Records for processing =>
□ □ □
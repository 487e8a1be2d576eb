//! Thin POSIX-style surface over [`crate::fsm::FileSystemManager`] (spec
//! §11): small-integer fds with independent read/write offsets over the
//! core's inode-keyed handles, `O_*`/`SEEK_*` flag handling, and
//! `CoreError -> errno` mapping at the boundary.

use crate::error::{CoreError, CoreResult};
use crate::fsm::FileSystemManager;
use device::Nid;
use std::collections::HashMap;
use std::sync::atomic::{AtomicI32, Ordering};
use std::sync::{Arc, Mutex};

struct FdEntry {
    ino: Nid,
    offset: u64,
    append: bool,
}

pub struct PosixShim {
    fsm: Arc<FileSystemManager>,
    fds: Mutex<HashMap<i32, FdEntry>>,
    next_fd: AtomicI32,
}

impl PosixShim {
    pub fn new(fsm: Arc<FileSystemManager>) -> Self {
        Self { fsm, fds: Mutex::new(HashMap::new()), next_fd: AtomicI32::new(3) }
    }

    pub fn open(&self, path: &str, flags: i32) -> CoreResult<i32> {
        let create = flags & libc::O_CREAT != 0;
        let append = flags & libc::O_APPEND != 0;
        let ino = self.fsm.open(path, create)?;
        if flags & libc::O_TRUNC != 0 {
            self.fsm.truncate(ino, 0)?;
        }
        let fd = self.next_fd.fetch_add(1, Ordering::SeqCst);
        self.fds.lock().unwrap().insert(fd, FdEntry { ino, offset: 0, append });
        Ok(fd)
    }

    pub fn close(&self, fd: i32) -> CoreResult<()> {
        let entry = self.fds.lock().unwrap().remove(&fd).ok_or(CoreError::InvalidFd)?;
        self.fsm.close(entry.ino);
        Ok(())
    }

    pub fn read(&self, fd: i32, buf: &mut [u8]) -> CoreResult<usize> {
        let (ino, pos) = {
            let fds = self.fds.lock().unwrap();
            let e = fds.get(&fd).ok_or(CoreError::InvalidFd)?;
            (e.ino, e.offset)
        };
        let n = self.fsm.read(ino, buf, pos)?;
        self.fds.lock().unwrap().get_mut(&fd).unwrap().offset += n as u64;
        Ok(n)
    }

    pub fn write(&self, fd: i32, buf: &[u8]) -> CoreResult<usize> {
        let (ino, pos, append) = {
            let fds = self.fds.lock().unwrap();
            let e = fds.get(&fd).ok_or(CoreError::InvalidFd)?;
            (e.ino, e.offset, e.append)
        };
        let n = self.fsm.write(ino, buf, pos, append)?;
        let new_offset = if append { self.fsm.file_size(ino)? } else { pos + n as u64 };
        self.fds.lock().unwrap().get_mut(&fd).unwrap().offset = new_offset;
        Ok(n)
    }

    pub fn lseek(&self, fd: i32, offset: i64, whence: i32) -> CoreResult<u64> {
        let (ino, cur) = {
            let fds = self.fds.lock().unwrap();
            let e = fds.get(&fd).ok_or(CoreError::InvalidFd)?;
            (e.ino, e.offset)
        };
        let base: i64 = match whence {
            libc::SEEK_SET => 0,
            libc::SEEK_CUR => cur as i64,
            libc::SEEK_END => self.fsm.file_size(ino)? as i64,
            _ => return Err(CoreError::UserPathInvalid),
        };
        let new_pos = base + offset;
        if new_pos < 0 {
            return Err(CoreError::UserPathInvalid);
        }
        let mut fds = self.fds.lock().unwrap();
        let e = fds.get_mut(&fd).unwrap();
        e.offset = new_pos as u64;
        Ok(e.offset)
    }

    pub fn ftruncate(&self, fd: i32, size: u64) -> CoreResult<()> {
        let ino = self.fds.lock().unwrap().get(&fd).ok_or(CoreError::InvalidFd)?.ino;
        self.fsm.truncate(ino, size)
    }

    pub fn fsync(&self, fd: i32) -> CoreResult<()> {
        if !self.fds.lock().unwrap().contains_key(&fd) {
            return Err(CoreError::InvalidFd);
        }
        self.fsm.sync();
        Ok(())
    }

    pub fn mkdir(&self, path: &str) -> CoreResult<()> {
        self.fsm.mkdir(path).map(|_| ())
    }

    pub fn rmdir(&self, path: &str) -> CoreResult<()> {
        self.fsm.rmdir(path)
    }

    pub fn unlink(&self, path: &str) -> CoreResult<()> {
        self.fsm.unlink(path)
    }
}

#[cfg(test)]
mod tests {
    use super::*;
    use crate::config::Config;
    use device::memory::MemoryDevice;
    use device::Device;

    fn fresh() -> PosixShim {
        let dev: Arc<dyn Device> = Arc::new(MemoryDevice::format(8, 64));
        let fsm = FileSystemManager::mount(dev, Config { apply_poll_micros: 50, ..Config::default() }).unwrap();
        PosixShim::new(fsm)
    }

    #[test]
    fn open_write_seek_read_back() {
        let shim = fresh();
        let fd = shim.open("/a.txt", libc::O_CREAT).unwrap();
        shim.write(fd, b"0123456789").unwrap();
        shim.lseek(fd, 3, libc::SEEK_SET).unwrap();
        let mut buf = [0u8; 4];
        let n = shim.read(fd, &mut buf).unwrap();
        assert_eq!(&buf[..n], b"3456");
        shim.close(fd).unwrap();
    }

    #[test]
    fn append_writes_ignore_seek_position() {
        let shim = fresh();
        let fd = shim.open("/b.txt", libc::O_CREAT).unwrap();
        shim.write(fd, b"abc").unwrap();
        let fd2 = shim.open("/b.txt", libc::O_CREAT | libc::O_APPEND).unwrap();
        shim.write(fd2, b"def").unwrap();
        let mut buf = [0u8; 8];
        let n = shim.read(fd, &mut buf).unwrap();
        assert_eq!(&buf[..n], b"def");
        shim.close(fd).unwrap();
        shim.close(fd2).unwrap();
    }

    #[test]
    fn fsync_drains_the_commit_backlog() {
        let shim = fresh();
        let fd = shim.open("/d.txt", libc::O_CREAT).unwrap();
        shim.write(fd, b"payload").unwrap();
        shim.fsync(fd).unwrap();
        shim.close(fd).unwrap();
    }

    #[test]
    fn ftruncate_shrinks_the_open_file() {
        let shim = fresh();
        let fd = shim.open("/c.txt", libc::O_CREAT).unwrap();
        shim.write(fd, b"0123456789").unwrap();
        shim.ftruncate(fd, 4).unwrap();
        let mut buf = [0u8; 16];
        shim.lseek(fd, 0, libc::SEEK_SET).unwrap();
        let n = shim.read(fd, &mut buf).unwrap();
        assert_eq!(&buf[..n], b"0123");
        shim.close(fd).unwrap();
    }
}
//! File object cache: one entry per open inode, keyed by nid/ino. Each
//! object bundles the lightweight `file_meta_lock` and this file's page
//! cache, so the read/write hot path only ever has to reach `fs_meta_lock`
//! on a cache miss.

use super::page::PageCache;
use super::Cache;
use crate::locks::OpLock;
use device::Nid;
use std::sync::{Arc, Mutex, RwLock};

/// Fields mutated on every read/write without touching `fs_meta_lock`.
#[derive(Debug, Clone, Copy, Default)]
pub struct FileMeta {
    pub size: u64,
    pub atime: u32,
    pub mtime: u32,
    pub nlink: u32,
}

pub struct FileObject {
    pub ino: Nid,
    pub is_dir: bool,
    pub meta: Mutex<FileMeta>,
    pub op_lock: OpLock,
    pub pages: Mutex<PageCache>,
}

impl FileObject {
    pub fn new(ino: Nid, is_dir: bool, meta: FileMeta, page_cache_size: usize) -> Self {
        Self {
            ino,
            is_dir,
            meta: Mutex::new(meta),
            op_lock: RwLock::new(()),
            pages: Mutex::new(PageCache::new(page_cache_size)),
        }
    }
}

/// Open-file table: refcount here tracks distinct fds/handles referencing
/// the same inode, not bytes read/written. An inode reaching refcount 0
/// becomes eviction-eligible but is not dropped until the cache is under
/// pressure, so a close-then-reopen burst doesn't thrash the page cache
/// underneath it.
pub struct FileObjectCache {
    inner: Cache<Nid, Arc<FileObject>>,
}

impl FileObjectCache {
    pub fn new(expect_size: usize) -> Self {
        Self { inner: Cache::new(expect_size) }
    }

    pub fn open(&mut self, ino: Nid, make: impl FnOnce() -> FileObject) -> Arc<FileObject> {
        if !self.inner.contains(&ino) {
            self.inner.add(ino, Arc::new(make()));
        }
        self.inner.access(&ino);
        self.inner.inc_ref(&ino);
        self.inner.get(&ino).unwrap().clone()
    }

    pub fn close(&mut self, ino: &Nid) {
        self.inner.dec_ref(ino);
    }

    pub fn get(&self, ino: &Nid) -> Option<Arc<FileObject>> {
        self.inner.get(ino).cloned()
    }

    pub fn contains(&self, ino: &Nid) -> bool {
        self.inner.contains(ino)
    }

    /// Removes the cached object outright, e.g. when an inode's nlink
    /// drops to 0 and the last fd closes. Caller must have already
    /// dropped refcount to 0 and flushed pages.
    pub fn purge(&mut self, ino: &Nid) {
        if self.inner.refcount(ino) == 0 {
            self.inner.force_remove(ino);
        }
    }
}

#[cfg(test)]
mod tests {
    use super::*;

    #[test]
    fn open_twice_shares_object_and_bumps_refcount() {
        let mut c = FileObjectCache::new(4);
        let a = c.open(1, || FileObject::new(1, false, FileMeta::default(), 4));
        let b = c.open(1, || panic!("should reuse cached object"));
        assert!(Arc::ptr_eq(&a, &b));
        c.close(&1);
        c.close(&1);
        c.purge(&1);
        assert!(!c.contains(&1));
    }
}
□ □ □
What to produce =>
The answer must be every line of the data that contains the word "bool".

Exercise solution =>
    append: bool,
    pub is_dir: bool,
    pub fn new(ino: Nid, is_dir: bool, meta: FileMeta, page_cache_size: usize) -> Self {
    pub fn contains(&self, ino: &Nid) -> bool {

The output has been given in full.